Task to complete. The expected answer is a single number, namely how many lines in the data below hold the word "over".

Saved data entries.
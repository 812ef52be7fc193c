//! tally-cli - Terminal-based expense tracking and sales analytics
//!
//! This library implements the shared engine behind the two `tally`
//! utilities: a personal expense tracker and a sales-analytics report
//! generator. Both hold an in-memory collection of records with category
//! and date dimensions and compute grouped sums, rankings, and monthly
//! trends over them. Nothing is persisted; records live for the process.
//!
//! # Architecture
//!
//! - `error`: Custom error types
//! - `models`: Money, dates, expenses, products, sales
//! - `ledger`: The aggregation engine (generic [`ledger::Ledger`] plus the
//!   catalog-backed [`ledger::SalesBook`])
//! - `reports`: Read-only report generation over ledger queries
//! - `display`: Terminal string formatting
//! - `shell`: Interactive numbered-menu loops for the binary

pub mod display;
pub mod error;
pub mod ledger;
pub mod models;
pub mod reports;
pub mod shell;

pub use error::{TallyError, TallyResult};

Answer space. 2